Né dans une famille aisée — son père dirigeait une maison de commerce de farine et de blé — , le jeune Wilhelm Bracke, malgré ses dispositions intellectuelles, dut entrer dans les affaires de famille, mais put suivre les cours de l’École technique supérieure de Brunswick où il subit l’influence du professeur Wilhelm Assmann qui avait fait partie, en 1848, du mouvement catholique allemand et qui l’intéressa au socialisme. A dix-huit ans, il dirigea une société de gymnastique qui arborait le drapeau noir-rouge-et-or. A vingt-trois ans, ayant déjà lu les œuvres de Lassalle, il participa à la fondation de la section de Brunswick de l’ADAV, dont il fut nommé président et qu’il contribua à faire entrer dans l’AIT. En 1867, à Berlin, au cours d’une assemblée générale de l’ADAV, il rapporta sur le travail des femmes, pour lesquelles il exigeait un salaire égal à celui des hommes.
Bien qu’il ait participé au « culte » de Lassalle, l’attitude dictatoriale de Schweitzer ne devait pas tarder à le jeter dans l’opposition. L’évolution fut précipitée par les relations personnelles qu’il entretenait avec Bebel et Liebknecht, ainsi que par la connaissance qu’il fit à travers Kugelmann de l’œuvre de Marx, dont il fut l’un des premiers lecteurs en Allemagne et sur laquelle il fit un rapport à l’assemblée générale de l’ADAV à Hambourg, en 1868. Ami également de Johann Jacoby, qui venait de lancer un appel pour une entente entre démocrates et socialistes, pour un programme de réformes et contre les menaces de guerre, Bracke, qui disposait déjà d’une large autorité en Allemagne du Nord, décida avec Samuel Spier, de Wolfenbüttel et Theodor Yorck, de Harburg, de faire connaître les raisons qui lui faisaient souhaiter la création d’un parti unique des travailleurs.
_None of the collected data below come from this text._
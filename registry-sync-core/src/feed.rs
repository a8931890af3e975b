//! HTTP client for a CouchDB-style `_changes` feed.
//!
//! The subscription is a long-poll loop exposed as a stream. Transport errors
//! and 5xx responses are retried after the configured delay; anything else
//! ends the stream with an error.

use std::collections::VecDeque;
use std::time::Duration;

use async_trait::async_trait;
use futures::stream::{self, BoxStream, StreamExt};
use reqwest::Client;
use serde::Deserialize;
use tracing::{debug, warn};

use crate::config::SyncConfig;
use crate::contract::{ChangeEvent, ChangeFeed};
use crate::error::FeedError;

/// CouchDB sequences are either plain numbers or strings such as `"42-g1AAAA"`.
#[derive(Debug, Clone, Deserialize)]
#[serde(untagged)]
enum WireSeq {
    Number(u64),
    Text(String),
}

impl WireSeq {
    fn position(&self) -> Result<u64, FeedError> {
        match self {
            WireSeq::Number(n) => Ok(*n),
            WireSeq::Text(s) => s
                .split('-')
                .next()
                .and_then(|prefix| prefix.parse().ok())
                .ok_or_else(|| FeedError::Decode(format!("unrecognised sequence {s:?}"))),
        }
    }
}

#[derive(Debug, Deserialize)]
struct WireChange {
    seq: WireSeq,
    #[serde(default)]
    id: Option<String>,
    #[serde(default)]
    deleted: bool,
}

#[derive(Debug, Deserialize)]
struct ChangesPage {
    #[serde(default)]
    results: Vec<WireChange>,
    last_seq: Option<WireSeq>,
}

pub struct CouchChangeFeed {
    http: Client,
    changes_url: String,
    batch_size: usize,
    poll_timeout: Duration,
    retry_delay: Duration,
}

impl CouchChangeFeed {
    pub fn new(http: Client, config: &SyncConfig) -> Self {
        Self {
            http,
            changes_url: config.changes_url.clone(),
            batch_size: config.feed_batch_size,
            poll_timeout: config.feed_poll_timeout,
            retry_delay: config.retry_delay,
        }
    }

    pub fn from_config(config: &SyncConfig) -> Self {
        Self::new(Client::new(), config)
    }
}

#[async_trait]
impl ChangeFeed for CouchChangeFeed {
    async fn head_seq(&self) -> Result<u64, FeedError> {
        let response = self
            .http
            .get(&self.changes_url)
            .query(&[("descending", "true"), ("limit", "1")])
            .send()
            .await
            .map_err(|e| FeedError::Transport(e.to_string()))?;
        let page = decode_page(response).await?;
        let head = page.last_seq.map(|s| s.position()).transpose()?.unwrap_or(0);
        debug!(head, "Fetched change feed head");
        Ok(head)
    }

    fn subscribe(&self, since: u64) -> BoxStream<'static, Result<ChangeEvent, FeedError>> {
        let poller = Poller {
            http: self.http.clone(),
            changes_url: self.changes_url.clone(),
            batch_size: self.batch_size,
            poll_timeout: self.poll_timeout,
            retry_delay: self.retry_delay,
            since,
            buffer: VecDeque::new(),
            failed: false,
        };

        stream::unfold(poller, |mut poller| async move {
            if poller.failed {
                return None;
            }
            loop {
                if let Some(event) = poller.buffer.pop_front() {
                    return Some((Ok(event), poller));
                }
                if let Err(e) = poller.poll_once().await {
                    poller.failed = true;
                    return Some((Err(e), poller));
                }
            }
        })
        .boxed()
    }
}

struct Poller {
    http: Client,
    changes_url: String,
    batch_size: usize,
    poll_timeout: Duration,
    retry_delay: Duration,
    since: u64,
    buffer: VecDeque<ChangeEvent>,
    failed: bool,
}

impl Poller {
    /// One long-poll round trip. Transient failures sleep and return `Ok` with
    /// an empty buffer so the caller simply polls again.
    async fn poll_once(&mut self) -> Result<(), FeedError> {
        let query = [
            ("feed", "longpoll".to_string()),
            ("since", self.since.to_string()),
            ("limit", self.batch_size.to_string()),
            ("timeout", self.poll_timeout.as_millis().to_string()),
        ];
        let sent = self
            .http
            .get(&self.changes_url)
            .query(&query)
            .timeout(self.poll_timeout + Duration::from_secs(10))
            .send()
            .await;

        let response = match sent {
            Ok(r) if r.status().is_server_error() => {
                warn!(status = %r.status(), since = self.since, "Change feed unavailable, retrying");
                tokio::time::sleep(self.retry_delay).await;
                return Ok(());
            }
            Ok(r) => r,
            Err(e) => {
                warn!(error = %e, since = self.since, "Change feed request failed, retrying");
                tokio::time::sleep(self.retry_delay).await;
                return Ok(());
            }
        };

        let page = decode_page(response).await?;
        let mut highest = self.since;
        for change in page.results {
            let seq = change.seq.position()?;
            highest = highest.max(seq);
            self.buffer.push_back(ChangeEvent {
                seq,
                id: change.id.filter(|id| !id.is_empty()),
                deleted: change.deleted,
            });
        }
        if let Some(last) = page.last_seq {
            highest = highest.max(last.position()?);
        }
        debug!(
            since = self.since,
            next = highest,
            received = self.buffer.len(),
            "Polled change feed"
        );
        self.since = highest;
        Ok(())
    }
}

async fn decode_page(response: reqwest::Response) -> Result<ChangesPage, FeedError> {
    let status = response.status();
    if !status.is_success() {
        let body = response
            .text()
            .await
            .unwrap_or_else(|_| String::from("<Failed to decode response body>"));
        return Err(FeedError::Status {
            status: status.as_u16(),
            body,
        });
    }
    response
        .json::<ChangesPage>()
        .await
        .map_err(|e| FeedError::Decode(e.to_string()))
}
//! Typed access to the cache: cursor, slim records and the stale set.
//!
//! Every mutation here is a single-key overwrite or a single set add/remove,
//! so concurrent writers need no coordination beyond the backend's own.

use std::sync::Arc;

use tracing::warn;

use crate::contract::Cache;
use crate::error::CacheError;
use crate::projector::SlimPackage;

pub const SEQ_KEY: &str = "seq";
pub const PKG_KEY_PREFIX: &str = "p/";
pub const STALE_SET_KEY: &str = "srq";

#[derive(Clone)]
pub struct PackageStore {
    cache: Arc<dyn Cache>,
}

impl PackageStore {
    pub fn new(cache: Arc<dyn Cache>) -> Self {
        Self { cache }
    }

    /// Last acknowledged feed position; 0 when unset or unreadable.
    pub async fn cursor(&self) -> Result<u64, CacheError> {
        let raw = self.cache.get(SEQ_KEY).await?;
        Ok(match raw {
            None => 0,
            Some(value) => value.trim().parse().unwrap_or_else(|e| {
                warn!(value = %value, error = %e, "Ignoring unparsable cursor, replaying from 0");
                0
            }),
        })
    }

    pub async fn set_cursor(&self, seq: u64) -> Result<(), CacheError> {
        self.cache.set(SEQ_KEY, &seq.to_string()).await
    }

    pub async fn package(&self, name: &str) -> Result<Option<SlimPackage>, CacheError> {
        let key = package_key(name);
        match self.cache.get(&key).await? {
            None => Ok(None),
            Some(raw) => serde_json::from_str(&raw)
                .map(Some)
                .map_err(|e| CacheError::Corrupt {
                    key,
                    message: e.to_string(),
                }),
        }
    }

    pub async fn put_package(&self, name: &str, package: &SlimPackage) -> Result<(), CacheError> {
        let json = serde_json::to_string(package)?;
        self.cache.set(&package_key(name), &json).await
    }

    pub async fn delete_package(&self, name: &str) -> Result<(), CacheError> {
        self.cache.del(&package_key(name)).await
    }

    pub async fn enqueue_stale(&self, name: &str) -> Result<(), CacheError> {
        self.cache.set_add(STALE_SET_KEY, name).await
    }

    pub async fn dequeue_stale(&self, name: &str) -> Result<(), CacheError> {
        self.cache.set_remove(STALE_SET_KEY, name).await
    }

    pub async fn stale_packages(&self) -> Result<Vec<String>, CacheError> {
        self.cache.set_members(STALE_SET_KEY).await
    }
}

pub fn package_key(name: &str) -> String {
    format!("{PKG_KEY_PREFIX}{name}")
}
Il refusa la confiance à Schweitzer lors du congrès de l’ADAV à Elberfeld-Barmen, en 1868 et, l’année suivante, participa au congrès d’Eisenach où fut constitué le Parti social-démocrate des travailleurs (Sozialdemokratische Arbeiterpartei) dont il devint membre du Comité directeur, installé à Brunswick.
Un désaccord s’éleva pourtant entre Bracke et les fondateurs de l’Arbeiterpartei lors de la guerre contre la France : alors que le comité de Brunswick, tout en déplorant l’exaltation des passions nationales, estimait que l’Allemagne menait une guerre défensive et incitait la classe ouvrière à accomplir son devoir patriotique, les leaders du parti s’abstinrent lors du vote des crédits militaires au Reichstag, condamnant à la fois Bismarck et Napoléon III. Les dissensions cependant n’eurent plus de sens après Sedan : un manifeste condamna la continuation de la lutte contre la République française, en septembre 1870. Bracke condamna formellement l’annexion de l’Alsace-Lorraine et prédit des conséquences désastreuses pour l’avenir des deux peuples. Arrêté, il fut placé, avec son collaborateur Leonhard von Bon- horst, en détention préventive à Lotzen et finalement condamné à une courte peine de prison.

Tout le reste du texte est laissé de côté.